Kebanyakan dokter menggunakan alat yang dikenal sebagai skor CHADS2 untuk mengevaluasi risiko stroke pasien berdasarkan kriteria berikut:

  • C pada gagal jantung bawaan. Gagal jantung terjadi ketika darah tidak dipompa secara efisien ke seluruh tubuh, menghasilkan retensi cairan dan kemacetan. Jika jantung tidak memompa pada kapasitas penuh, risiko pembekuan meningkat. "Penurunan fungsi jantung adalah faktor risiko untuk Afib sendiri serta stroke, dan itu lebih umum pada pasien yang lebih tua," kata Dr. Burkhardt.
  • H tekanan darah tinggi. Ketika kekuatan darah terhadap arteri terlalu tinggi, dapat menyebabkan kerusakan pada arteri dari waktu ke waktu. "Ini menjadi whammy ganda, di mana Anda memiliki tekanan darah tinggi serta fibrilasi atrium meningkatkan risiko stroke Anda," kata Ralph L. Sacco, MD, profesor dan ketua neurologi di Miller School of Medicine di University of Miami.
  • A ge: 75 atau lebih tua. Usia rata-rata di antara orang-orang dengan Afib adalah 67 tahun pada pria dan 75 tahun pada wanita, menurut Pusat Pengendalian dan Pencegahan Penyakit AS. "Pada orang dewasa yang lebih tua, diagnosis Afib baru biasanya karena perubahan yang berkaitan dengan usia dalam sistem kelistrikan jantung," kata Dr. Berger. Perubahan pada jantung dan pembuluh darah umum terjadi seiring bertambahnya usia, dan berkurangnya sirkulasi meningkatkan risiko pembentukan pembekuan darah.
  • D iabetes. Orang dengan diabetes hampir empat kali lebih mungkin mengalami stroke, menurut National Stroke Association. Orang dengan diabetes yang tidak terkontrol lebih rentan memiliki kolesterol tinggi, dan penumpukan plak di arteri dapat menghalangi aliran darah ke otak.
  • S troke atau serangan iskemik transien. Seseorang yang mengalami stroke berkali-kali lebih mungkin untuk memiliki yang lain daripada seseorang yang tidak pernah memilikinya. Menurut American Heart Association, seseorang yang memiliki satu atau lebih TIA, atau "stroke mini," adalah 10 kali lebih mungkin untuk menderita stroke.

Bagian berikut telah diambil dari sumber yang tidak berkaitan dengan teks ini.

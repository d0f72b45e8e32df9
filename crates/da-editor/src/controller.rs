//! Canvas interaction controller.
//!
//! Owns the toolbar state machine, the menus, the live gesture and the save
//! policy, and drives a [`SceneCanvas`] through them. The canvas is optional:
//! until [`CanvasController::attach`] runs, state changes are recorded and
//! every canvas side effect is skipped.
//!
//! Engine events are pulled, not pushed: after forwarding user input to the
//! engine, the host calls [`CanvasController::process_events`], which drains
//! the engine's queue and reacts to each event in order.

use crate::catalog::StampRecord;
use crate::config::WidgetConfig;
use crate::generate::{
    GenerationRequest, Generated, PendingStamp, ReadyStamp, generate, place_stamp_part,
};
use crate::gesture::Gesture;
use crate::menu::{Menu, MenuEntry, MenuItem, MenuKind};
use crate::mode::{InteractionMode, Toolbar, ToolbarFlags};
use crate::save::{HostSignal, SavePolicy};
use da_core::model::{Color, DrawableObject, StyleOptions};
use da_core::{CanvasEvent, Point, SceneCanvas};

pub struct CanvasController<C: SceneCanvas> {
    canvas: Option<C>,
    config: WidgetConfig,
    mode: InteractionMode,
    flags: ToolbarFlags,
    shapes: Menu,
    stamps: Menu,
    menu_item: Option<MenuItem>,
    gesture: Gesture,
    style: StyleOptions,
    save: SavePolicy,
    /// Set while a value or background is being loaded; suppresses autosave.
    loading: bool,
    value: String,
    background_image: Option<String>,
    last_image: Option<String>,
}
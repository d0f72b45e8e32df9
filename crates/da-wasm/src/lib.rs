//! WASM bridge for Draw Annotation, binding the canvas controller to the
//! page's fabric engine.
//!
//! Compiled via `wasm-pack build --target web`. The host page loads fabric
//! first, then constructs a [`DrawAnnotation`] and attaches it to a canvas
//! element. Host signals (save, autosave, captured image) are delivered to
//! the callback registered with [`DrawAnnotation::set_signal_handler`] as
//! `(eventName, payload)`.

mod console;
mod fabric;
mod resize;

use da_core::model::FONT_FAMILIES;
use da_core::Point;
use da_editor::menu::MenuEntry;
use da_editor::{
    CanvasController, MenuKind, PendingStamp, Toolbar, WidgetConfig, parse_stamp_records,
};
use fabric::FabricCanvas;
use gloo_timers::callback::Timeout;
use js_sys::{Date, Function};
use resize::ResizeSubscription;
use serde_json::json;
use std::cell::RefCell;
use std::rc::Rc;
use wasm_bindgen::prelude::*;
use wasm_bindgen_futures::spawn_local;
use web_sys::{HtmlCanvasElement, HtmlElement};

struct Widget {
    controller: CanvasController<FabricCanvas>,
    on_signal: Option<Function>,
    save_timer: Option<SaveTimer>,
}

/// Pending image-capture timer. Dropping it cancels the timeout.
struct SaveTimer {
    deadline: f64,
    handle: Timeout,
}

type SharedWidget = Rc<RefCell<Widget>>;

/// The annotation widget as seen from JavaScript.
///
/// Engine callbacks, stamp loads and the save timer all reach the
/// controller through the same shared cell, so every entry point finishes
/// by pumping queued engine events and flushing host signals.
#[wasm_bindgen]
pub struct DrawAnnotation {
    widget: SharedWidget,
    container: Option<HtmlElement>,
    resize: Option<ResizeSubscription>,
}

#[wasm_bindgen]
impl DrawAnnotation {
    /// Create a widget from the host's JSON configuration. Missing or
    /// invalid settings fall back to defaults.
    #[wasm_bindgen(constructor)]
    pub fn new(config_json: &str) -> Self {
        console::init(log::Level::Info);
        let config = WidgetConfig::from_json(config_json);
        Self {
            widget: Rc::new(RefCell::new(Widget {
                controller: CanvasController::new(config),
                on_signal: None,
                save_timer: None,
            })),
            container: None,
            resize: None,
        }
    }

    /// Create the engine canvas on `element`. Returns `false` when fabric
    /// is not available; the widget then stays detached.
    pub fn attach(&mut self, element: HtmlCanvasElement, container: Option<HtmlElement>) -> bool {
        let canvas = match FabricCanvas::new(&element) {
            Ok(canvas) => canvas,
            Err(e) => {
                log::error!("cannot attach canvas: {e}");
                return false;
            }
        };
        let weak = Rc::downgrade(&self.widget);
        canvas.set_notify(move || {
            if let Some(widget) = weak.upgrade() {
                pump(&widget);
            }
        });
        self.with(|c| c.attach(canvas));

        self.container = container;
        let allow_resize = self.widget.borrow().controller.config().allow_canvas_resize;
        self.set_allow_canvas_resize(allow_resize);
        true
    }

    /// Tear down the engine canvas and the resize subscription.
    pub fn detach(&mut self) {
        self.resize = None;
        // Dropping the canvas unregisters its engine handlers.
        drop(self.widget.borrow_mut().controller.detach());
    }

    pub fn is_attached(&self) -> bool {
        self.widget.borrow().controller.is_attached()
    }

    /// Register `callback(eventName, payload)` for host signals.
    pub fn set_signal_handler(&mut self, callback: Function) {
        self.widget.borrow_mut().on_signal = Some(callback);
        flush(&self.widget);
    }

    // ─── Value & background ──────────────────────────────────────────────

    pub fn set_canvas_value(&mut self, json: &str) {
        self.with(|c| c.set_canvas_value(json));
    }

    pub fn canvas_value(&self) -> String {
        self.widget.borrow().controller.canvas_value()
    }

    /// PNG data URL of the current canvas, if attached.
    pub fn canvas_png(&self) -> Option<String> {
        self.widget.borrow().controller.canvas_png()
    }

    pub fn set_background_image(&mut self, url: &str) {
        self.with(|c| c.set_background_image(url));
    }

    pub fn background_image(&self) -> Option<String> {
        self.widget
            .borrow()
            .controller
            .background_image()
            .map(str::to_string)
    }

    // ─── Modes & toolbar ─────────────────────────────────────────────────

    /// Switch to `full`, `stamping` or `drawing`. Unknown names mean `full`.
    pub fn set_interaction_mode(&mut self, name: &str, reset_menu_items: bool) {
        self.with(|c| c.set_interaction_mode_named(name, reset_menu_items));
    }

    pub fn interaction_mode(&self) -> String {
        self.widget.borrow().controller.mode().name().to_string()
    }

    pub fn is_toolbar_hidden(&self) -> bool {
        self.widget.borrow().controller.toolbar_hidden()
    }

    /// Flags for the five toolbars as
    /// `{"selection":bool,"drawing":bool,"shapes":bool,"text":bool,"stamps":bool}`.
    pub fn get_toolbar_state(&self) -> String {
        let flags = self.widget.borrow().controller.flags();
        let state: serde_json::Map<String, serde_json::Value> = Toolbar::ALL
            .iter()
            .map(|t| (toolbar_name(*t).to_string(), json!(flags.is_selected(*t))))
            .collect();
        serde_json::Value::Object(state).to_string()
    }

    pub fn select_selection_tool(&mut self) {
        self.with(|c| c.select_selection_tool());
    }

    pub fn select_drawing_tool(&mut self) {
        self.with(|c| c.select_drawing_tool());
    }

    pub fn select_text_tool(&mut self) {
        self.with(|c| c.select_text_tool());
    }

    // ─── Menus ───────────────────────────────────────────────────────────

    pub fn click_shape(&mut self, label: &str) {
        self.with(|c| c.resolve_menu_item_click(label, MenuKind::Shapes));
    }

    pub fn click_stamp(&mut self, label: &str) {
        self.with(|c| c.resolve_menu_item_click(label, MenuKind::Stamps));
    }

    pub fn add_stamp_option(&mut self, label: &str, svg: &str) {
        self.with(|c| c.add_stamp_option(label, svg));
    }

    /// Load stamp records from the host's catalog JSON. Returns the number
    /// of stamps added.
    pub fn load_stamp_catalog(&mut self, json: &str) -> u32 {
        let records = match parse_stamp_records(json) {
            Ok(records) => records,
            Err(e) => {
                log::error!("invalid stamp catalog: {e}");
                return 0;
            }
        };
        self.with(|c| c.load_stamp_catalog(&records)) as u32
    }

    pub fn get_shapes_json(&self) -> String {
        menu_json(self.widget.borrow().controller.shapes())
    }

    pub fn get_stamps_json(&self) -> String {
        menu_json(self.widget.borrow().controller.stamps())
    }

    pub fn has_stamps(&self) -> bool {
        self.widget.borrow().controller.has_stamps()
    }

    // ─── Style ───────────────────────────────────────────────────────────

    pub fn set_fill_color(&mut self, hex: &str) {
        self.with(|c| c.set_fill_color(hex));
    }

    pub fn set_line_color(&mut self, hex: &str) {
        self.with(|c| c.set_line_color(hex));
    }

    pub fn set_line_width(&mut self, input: &str) {
        self.with(|c| c.set_line_width(input));
    }

    pub fn set_font_size(&mut self, input: &str) {
        self.with(|c| c.set_font_size(input));
    }

    pub fn set_font_family(&mut self, family: &str) {
        self.with(|c| c.set_font_family(family));
    }

    /// Current style options as JSON.
    pub fn get_style_json(&self) -> String {
        serde_json::to_string(self.widget.borrow().controller.style())
            .unwrap_or_else(|_| "{}".to_string())
    }

    // ─── Pointer ─────────────────────────────────────────────────────────

    /// Pointer press outside the engine's own event stream.
    pub fn pointer_down(&mut self, x: f64, y: f64) {
        self.with(|c| c.on_pointer_down(Point::new(x, y)));
    }

    /// Pointer release outside the engine's own event stream.
    pub fn pointer_up(&mut self, x: f64, y: f64) {
        let pending = self.with(|c| c.on_pointer_up(Point::new(x, y)));
        if let Some(stamp) = pending {
            spawn_stamp(&self.widget, stamp);
        }
    }

    // ─── Commands ────────────────────────────────────────────────────────

    /// Delete the active selection. Returns the number of objects removed.
    pub fn delete_selected(&mut self) -> u32 {
        self.with(|c| c.delete_selected()) as u32
    }

    /// Manual save: emits the value now and, when enabled, the image after
    /// the engine has settled.
    pub fn save(&mut self) {
        self.with(|c| c.request_save(Date::now()));
    }

    /// Acquire or drop the window resize subscription.
    pub fn set_allow_canvas_resize(&mut self, allow: bool) {
        self.resize = None;
        if !allow {
            return;
        }
        let (Some(window), Some(container)) = (web_sys::window(), self.container.clone()) else {
            log::warn!("canvas resize needs a window and a container element");
            return;
        };

        let weak = Rc::downgrade(&self.widget);
        let on_resize = move |width, height| {
            let Some(widget) = weak.upgrade() else {
                return;
            };
            if let Ok(mut w) = widget.try_borrow_mut() {
                w.controller.resize_to_container(width, height);
            }
            pump(&widget);
        };
        let (width, height) = resize::container_size(&container);
        self.with(|c| c.resize_to_container(width, height));

        match ResizeSubscription::new(window, container, on_resize) {
            Ok(subscription) => self.resize = Some(subscription),
            Err(e) => log::error!("cannot subscribe to resize: {}", fabric::describe(&e)),
        }
    }
}

impl DrawAnnotation {
    /// Run `f` against the controller, then pump engine events.
    fn with<R>(&self, f: impl FnOnce(&mut CanvasController<FabricCanvas>) -> R) -> R {
        let result = f(&mut self.widget.borrow_mut().controller);
        pump(&self.widget);
        result
    }
}

impl Drop for DrawAnnotation {
    fn drop(&mut self) {
        self.detach();
    }
}

// ─── Event pump ──────────────────────────────────────────────────────────

/// Handle queued engine events, start any stamp loads they produced and
/// flush signals. A re-entrant call returns at once; the outer caller
/// drains the queue.
fn pump(widget: &SharedWidget) {
    let pending = match widget.try_borrow_mut() {
        Ok(mut w) => w.controller.process_events(),
        Err(_) => return,
    };
    for stamp in pending {
        spawn_stamp(widget, stamp);
    }
    flush(widget);
}

fn spawn_stamp(widget: &SharedWidget, stamp: PendingStamp) {
    let widget = Rc::clone(widget);
    spawn_local(async move {
        let ready = stamp.ready().await;
        let added = widget.borrow_mut().controller.finish_stamp(ready);
        log::debug!("stamp inserted with {added} parts");
        pump(&widget);
    });
}

/// Deliver signals to the host callback and keep the save timer in line
/// with the controller's next deadline.
fn flush(widget: &SharedWidget) {
    let (signals, callback) = {
        let Ok(mut w) = widget.try_borrow_mut() else {
            return;
        };
        let armed = w.save_timer.as_ref().map(|t| t.deadline);
        let next = w.controller.next_deadline();
        if let Some(deadline) = next.filter(|_| needs_rearm(armed, next, Date::now())) {
            w.save_timer = Some(arm_save_timer(widget, deadline));
        }
        (w.controller.drain_signals(), w.on_signal.clone())
    };

    match callback {
        Some(callback) => {
            for signal in signals {
                let name = JsValue::from_str(signal.event_name());
                let payload = JsValue::from_str(signal.payload());
                if let Err(e) = callback.call2(&JsValue::NULL, &name, &payload) {
                    log::error!("signal handler threw: {}", fabric::describe(&e));
                }
            }
        }
        None if !signals.is_empty() => {
            log::debug!("dropping {} signals: no handler registered", signals.len());
        }
        None => {}
    }
}

/// Whether the save timer has to be (re)armed for `next`. A timer whose
/// deadline has passed without capturing counts as spent.
fn needs_rearm(armed: Option<f64>, next: Option<f64>, now_ms: f64) -> bool {
    match (armed, next) {
        (_, None) => false,
        (None, Some(_)) => true,
        (Some(armed), Some(next)) => armed != next || armed <= now_ms,
    }
}

fn arm_save_timer(widget: &SharedWidget, deadline: f64) -> SaveTimer {
    let shared = Rc::clone(widget);
    let delay = (deadline - Date::now()).max(0.0).ceil() as u32;
    let handle = Timeout::new(delay, move || {
        if let Ok(mut w) = shared.try_borrow_mut() {
            // This callback is still running; leak the spent handle rather
            // than free it mid-call.
            if let Some(fired) = w.save_timer.take() {
                let _ = fired.handle.forget();
            }
            w.controller.tick(Date::now());
        }
        pump(&shared);
    });
    SaveTimer { deadline, handle }
}

// ─── JSON views ──────────────────────────────────────────────────────────

fn toolbar_name(toolbar: Toolbar) -> &'static str {
    match toolbar {
        Toolbar::Selection => "selection",
        Toolbar::Drawing => "drawing",
        Toolbar::Shapes => "shapes",
        Toolbar::Text => "text",
        Toolbar::Stamps => "stamps",
    }
}

fn menu_json(entries: &[MenuEntry]) -> String {
    let items: Vec<_> = entries
        .iter()
        .map(|e| {
            json!({
                "id": e.id,
                "label": e.label,
                "class": e.class,
                "checked": e.checked,
            })
        })
        .collect();
    serde_json::Value::Array(items).to_string()
}

/// Font family picker options as `[{"label":..,"value":..}]`.
#[wasm_bindgen]
pub fn font_families_json() -> String {
    let options: Vec<_> = FONT_FAMILIES
        .iter()
        .map(|(label, value)| json!({ "label": label, "value": value }))
        .collect();
    serde_json::Value::Array(options).to_string()
}

#[cfg(test)]
mod tests {
    use super::*;
    use da_editor::menu::ShapeKind;
    use pretty_assertions::assert_eq;

    #[test]
    fn menu_json_lists_entries_in_order() {
        let entries = [
            MenuEntry::shape(ShapeKind::Line),
            MenuEntry::stamp("Sign Here", "<svg/>"),
        ];
        let parsed: serde_json::Value = serde_json::from_str(&menu_json(&entries)).unwrap();
        assert_eq!(parsed[0]["label"], "Line");
        assert_eq!(parsed[0]["id"], "shapeLine");
        assert_eq!(parsed[1]["id"], "stampsign-here");
        assert_eq!(parsed[1]["checked"], false);
    }

    #[test]
    fn save_timer_follows_the_next_deadline() {
        assert!(!needs_rearm(None, None, 0.0));
        assert!(needs_rearm(None, Some(500.0), 0.0));
        assert!(!needs_rearm(Some(500.0), Some(500.0), 100.0));
        assert!(needs_rearm(Some(500.0), Some(900.0), 100.0));
        // Fired without capturing: arm again instead of waiting forever.
        assert!(needs_rearm(Some(500.0), Some(500.0), 700.0));
        assert!(!needs_rearm(Some(500.0), None, 700.0));
    }

    #[test]
    fn font_families_are_label_value_pairs() {
        let parsed: serde_json::Value = serde_json::from_str(&font_families_json()).unwrap();
        assert_eq!(parsed[0], json!({ "label": "Serif", "value": "serif" }));
    }
}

Akademi Neurologi Amerika baru-baru ini mengeluarkan pedoman terbaru yang merekomendasikan antikoagulan oral, atau pengencer darah, untuk mencegah stroke pada pasien Afib. Penulis utama Guideline, Antonio Culebras, MD, dari SUNY Upstate Medical University di Syracuse, NY, mencatat, bagaimanapun, bahwa “dokter akan perlu mempertimbangkan situasi pasien masing-masing dalam membuat keputusan apakah menggunakan antikoagulan, dan mana yang digunakan, karena risiko dan manfaatnya dapat bervariasi untuk setiap orang. ”

Beberapa faktor risiko stroke, seperti usia dan riwayat keluarga, tidak dapat dikontrol. Tetapi, “jika kita dapat mengatasi faktor-faktor yang dapat dikendalikan sebelumnya dalam proses penyakit, semoga kita dapat bekerja untuk membalikkan tren yang sedang berkembang ini,” kata J. Brian DeVille, MD, FACC, FHRS, direktur medis elektrofisiologi di Baylor Health Care System di Dallas

Banyak perubahan gaya hidup yang sama yang membantu mengelola Afib juga dapat mengurangi risiko stroke, seperti menjaga berat badan yang sehat, berolahraga, dan berhenti merokok. Kuncinya adalah datang dengan rencana pencegahan bahwa pasien dapat berkomitmen untuk jangka panjang.

Sebagaimana Burkhardt tunjukkan, "begitu Anda didiagnosis dengan Afib, pencegahan stroke adalah pertimbangan selamanya."